Lynette undoubtedly has a brachial plexus lesion but it is difficult to be sure how much of this still persists. Her main problem is the left hand, which is certainly suffering from reflex sympathetic dystrophy. I have discussed with her treatment options and I think it is be [sic] useful for her to attend a pain clinic, the nearest being at John Hunter Hospital. She may well have some improvement with guanethidine blocks, which they use for this condition. With regard to her left shoulder I think she undoubtedly has an impingement syndrome, and not a frozen shoulder. I have injected steroid into her left subacromial bursa. If her left shoulder fails to settle, then in theory the best option would be an arthroscopic acromioplasty, which could address both the subacromial spur and possibly also the prominence of the greater tuberosity, which is probably also contributing to this. The calcium deposits on the ultrasound are incidental and do not need to be addressed specifically. There could certainly be no guarantee that surgery on the shoulder would not worsen the symptoms in the upper limb, so I would be very reticent to proceed with that. Hopefully the injection will give some persisting benefit. I do not think unfortunately there is much more I can offer for her."

19.      Attachment 1 to the Respondent's statement of facts and contentions (Exhibit R1) is a report from Dr Ian Hargreaves dated 6 June 2002. That report discusses treatment options for the Applicant and says:

"…

Depending on how nerve recovery goes, the eventual hand function may be good enough without having anything further done. If the motor function is not improving, then I would consider tendon transfers to replace the intrinsic function as an internal splint, to allow more use of the hand. Getting back to work is likely to be difficult, particularly heavier equipment such as polishers. I plan to see Mrs Austin in three months to assess progress, to consider surgery if things are not settling."

20.     Document T6 is the report of the Applicant's treating doctor, Dr Bumak, dated 21 March 2002, who said that the Applicant was likely to return to her usual occupation within 12 to 24 months and likely to be able to return to any kind of work for 30 hours per week within six to 12 months. The report also indicated that the Applicant was likely to be undertaking re-training immediately. In a report dated 26 March 2002 (document T10), Dr Bumak indicated that the Applicant's impairment was temporary.
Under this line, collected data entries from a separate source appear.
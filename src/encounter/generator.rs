use std::sync::Arc;

use tracing::{debug, info, instrument, warn};
use uuid::Uuid;

use super::types::{Encounter, ItemEncounter, PokemonEncounter, SpawnCandidate};
use crate::config::GenerationSettings;
use crate::geo::{distance_meters, Coordinate};
use crate::pokeapi::{PokemonDataSource, PokemonDetails};
use crate::random::RandomSource;
use crate::remote::{EventConfig, RemoteConfig};
use crate::state::{EventSink, GameEvent, Inventory, PokedexLedger, PokedexUpdate};
use crate::tables::{catalog, effective_shiny_probability, findable_weights, pick_item, SHINY_CHARM};

const ITEM_FIND_QUANTITY: u32 = 1;

/// Probabilities fixed for one generation pass.
#[derive(Debug, Clone, Copy, PartialEq)]
pub struct SessionProbabilities {
    pub pokemon: f64,
    pub item: f64,
    pub shiny: f64,
}

impl SessionProbabilities {
    /// Remote defaults replace the configured base values; the shiny charm
    /// and the active event's multiplier are then applied to the shiny rate.
    pub fn resolve(settings: &GenerationSettings, remote: Option<&RemoteConfig>, has_shiny_charm: bool) -> Self {
        let defaults = remote.and_then(|r| r.default_probabilities.as_ref());
        let pick = |value: Option<f64>, base: f64| value.filter(|p| (0.0..=1.0).contains(p)).unwrap_or(base);

        let pokemon = pick(defaults.and_then(|d| d.pokemon_encounter_probability), settings.pokemon_probability);
        let item = pick(defaults.and_then(|d| d.item_find_probability), settings.item_probability);
        let base_shiny = pick(defaults.and_then(|d| d.shiny_probability), settings.shiny_probability);
        let event_multiplier = remote.and_then(RemoteConfig::active_event).and_then(EventConfig::shiny_multiplier);

        Self {
            pokemon,
            item,
            shiny: effective_shiny_probability(
                base_shiny,
                has_shiny_charm,
                settings.shiny_charm_multiplier,
                event_multiplier,
            ),
        }
    }
}

/// Turns a finished route into encounters.
///
/// Every `check_distance_meters` walked triggers one spawn check anchored
/// at the route point where the threshold was crossed. Leftover distance
/// carries into the next segment.
pub struct EncounterGenerator {
    settings: GenerationSettings,
    source: Arc<dyn PokemonDataSource>,
    inventory: Arc<dyn Inventory>,
    pokedex: Arc<dyn PokedexLedger>,
    events: Arc<dyn EventSink>,
    random: Box<dyn RandomSource>,
}

impl EncounterGenerator {
    pub fn new(
        settings: GenerationSettings,
        source: Arc<dyn PokemonDataSource>,
        inventory: Arc<dyn Inventory>,
        pokedex: Arc<dyn PokedexLedger>,
        events: Arc<dyn EventSink>,
        random: Box<dyn RandomSource>,
    ) -> Self {
        Self {
            settings,
            source,
            inventory,
            pokedex,
            events,
            random,
        }
    }

    #[instrument(skip_all, fields(points = route.len()))]
    pub async fn generate(&mut self, route: &[Coordinate], remote: Option<&RemoteConfig>) -> Vec<Encounter> {
        if route.len() < 2 {
            return Vec::new();
        }

        let session = SessionProbabilities::resolve(&self.settings, remote, self.inventory.has_item(SHINY_CHARM));
        let event = remote.and_then(RemoteConfig::active_event);
        info!(
            "Generating encounters: pokemon {:.3}, item {:.3}, shiny {:.6}",
            session.pokemon, session.item, session.shiny
        );

        let threshold = self.settings.check_distance_meters;
        let mut encounters = Vec::new();
        let mut since_last_check = 0.0;
        for pair in route.windows(2) {
            let segment = distance_meters(pair[0], pair[1]);
            if !segment.is_finite() {
                warn!("Skipping segment with invalid coordinates: {:?} -> {:?}", pair[0], pair[1]);
                continue;
            }
            since_last_check += segment;
            if since_last_check < threshold {
                continue;
            }
            let checks = (since_last_check / threshold).floor() as u32;
            since_last_check %= threshold;
            for _ in 0..checks {
                if let Some(encounter) = self.spawn_check(pair[1], &session, event).await {
                    encounters.push(encounter);
                }
            }
        }

        info!("Generated {} encounters", encounters.len());
        encounters
    }

    async fn spawn_check(
        &mut self,
        location: Coordinate,
        session: &SessionProbabilities,
        event: Option<&EventConfig>,
    ) -> Option<Encounter> {
        let roll = self.random.roll();
        if roll < session.item {
            self.find_item(location, event)
        } else if roll < session.item + session.pokemon {
            self.find_pokemon(location, session, event).await
        } else {
            None
        }
    }

    fn find_item(&mut self, location: Coordinate, event: Option<&EventConfig>) -> Option<Encounter> {
        let weights = findable_weights(catalog(), event.and_then(EventConfig::item_difficulties));
        let picked = pick_item(&weights, self.random.roll())?;
        let item = picked.item.clone();
        debug!("Found {} (difficulty {:.3})", item.name, picked.difficulty);

        self.inventory.add_item(&item.id, ITEM_FIND_QUANTITY);
        self.events.emit(GameEvent::ItemFound {
            item_id: item.id.clone(),
            quantity: ITEM_FIND_QUANTITY,
        });
        Some(Encounter::Item(ItemEncounter {
            id: Uuid::new_v4(),
            location,
            item_details: item,
            quantity: ITEM_FIND_QUANTITY,
        }))
    }

    async fn find_pokemon(
        &mut self,
        location: Coordinate,
        session: &SessionProbabilities,
        event: Option<&EventConfig>,
    ) -> Option<Encounter> {
        let max_attempts = self.settings.max_spawn_attempts;
        let Some((details, attempts)) = self.draw_species(event).await else {
            warn!("No pokemon accepted after {} attempts", max_attempts);
            return None;
        };

        let is_shiny = self.random.roll() < session.shiny;
        self.pokedex.update_entry(
            details.id,
            PokedexUpdate::seen(&details.name, details.sprite(is_shiny), is_shiny),
        );
        self.events.emit(GameEvent::PokemonSeen {
            pokemon_id: details.id,
            is_shiny,
        });
        if is_shiny {
            info!("Shiny {} encountered!", details.name);
        }
        debug!("Spawned {} after {} attempts", details.name, attempts);

        Some(Encounter::Pokemon(PokemonEncounter {
            id: Uuid::new_v4(),
            location,
            pokemon_details: details,
            is_shiny,
            caught: false,
        }))
    }

    /// Bounded retry over random species. A failed fetch or an event
    /// rejection each use up one attempt.
    async fn draw_species(&mut self, event: Option<&EventConfig>) -> Option<(PokemonDetails, u32)> {
        for attempt in 1..=self.settings.max_spawn_attempts {
            let id = self.random.pick_id(self.settings.dex_count);
            let details = match self.source.pokemon(id).await {
                Ok(details) => details,
                Err(e) => {
                    warn!("Failed to fetch pokemon {}: {}", id, e);
                    continue;
                }
            };

            let candidate = SpawnCandidate::evaluate(details, event);
            let keep_chance = candidate.keep_chance(event, self.settings.suppress_unboosted);
            if keep_chance < 1.0 && self.random.roll() >= keep_chance {
                debug!(
                    "{} skipped by event filter (keep chance {:.2})",
                    candidate.details.name, keep_chance
                );
                continue;
            }
            return Some((candidate.details, attempt));
        }
        None
    }
}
21.     Document T14 is the report of Dr Doron Arad of Health Services Australia, who considered the Applicant's impairment to be temporary and so did not allocate any impairment rating to her condition. However, Dr Arad stated that the Applicant was unfit for work for a period of one year and that her condition should be reviewed in 12 months.
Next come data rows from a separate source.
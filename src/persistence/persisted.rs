use serde::de::DeserializeOwned;
use serde::Serialize;

use super::keys;
use super::storage::{load_json, save_json, StorageBackend};
use crate::error::StorageError;
use crate::state::{AchievementBook, AchievementProgress, Backpack, Pokedex, PokedexEntry, PlayerStats};
use crate::tables::catalog;

/// A state snapshot that is mirrored under one storage key.
pub trait Persisted: Clone + Send + Sync + 'static {
    const KEY: &'static str;
    type Stored: Serialize + DeserializeOwned + Send + Sync;

    fn to_stored(&self) -> Self::Stored;
    fn from_stored(stored: Self::Stored) -> Self;
}

pub async fn load<T: Persisted>(storage: &dyn StorageBackend) -> Result<Option<T>, StorageError> {
    Ok(load_json::<T::Stored>(storage, T::KEY).await?.map(T::from_stored))
}

pub async fn save<T: Persisted>(storage: &dyn StorageBackend, value: &T) -> Result<(), StorageError> {
    save_json(storage, T::KEY, &value.to_stored()).await
}

impl Persisted for Backpack {
    const KEY: &'static str = keys::BACKPACK;
    type Stored = Vec<(String, i64)>;

    fn to_stored(&self) -> Self::Stored {
        self.to_pairs()
    }

    fn from_stored(stored: Self::Stored) -> Self {
        Backpack::from_pairs(stored, catalog())
    }
}

impl Persisted for Pokedex {
    const KEY: &'static str = keys::POKEDEX;
    type Stored = Vec<(u32, PokedexEntry)>;

    fn to_stored(&self) -> Self::Stored {
        self.to_pairs()
    }

    fn from_stored(stored: Self::Stored) -> Self {
        Pokedex::from_pairs(stored)
    }
}

impl Persisted for PlayerStats {
    const KEY: &'static str = keys::PLAYER_STATS;
    type Stored = PlayerStats;

    fn to_stored(&self) -> Self::Stored {
        self.clone()
    }

    fn from_stored(stored: Self::Stored) -> Self {
        stored.normalized()
    }
}

impl Persisted for AchievementBook {
    const KEY: &'static str = keys::ACHIEVEMENT_PROGRESS;
    type Stored = Vec<(String, AchievementProgress)>;

    fn to_stored(&self) -> Self::Stored {
        self.to_pairs()
    }

    fn from_stored(stored: Self::Stored) -> Self {
        AchievementBook::from_pairs(stored)
    }
}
22.     Document T22 is a report from Dr Ian Hargreaves dated 3 September 2002. Dr Hargreaves said:

"…

Mrs Austin asked about the possibility of a pension, and certainly, she would probably be eligible for sickness benefits rather than a permanent disability pension. Those segments of the nerve that have more significant avulsion injury will take over two years to show any improvement, and so there may be grounds for considering at least a medium term disability pension if all is not resolving."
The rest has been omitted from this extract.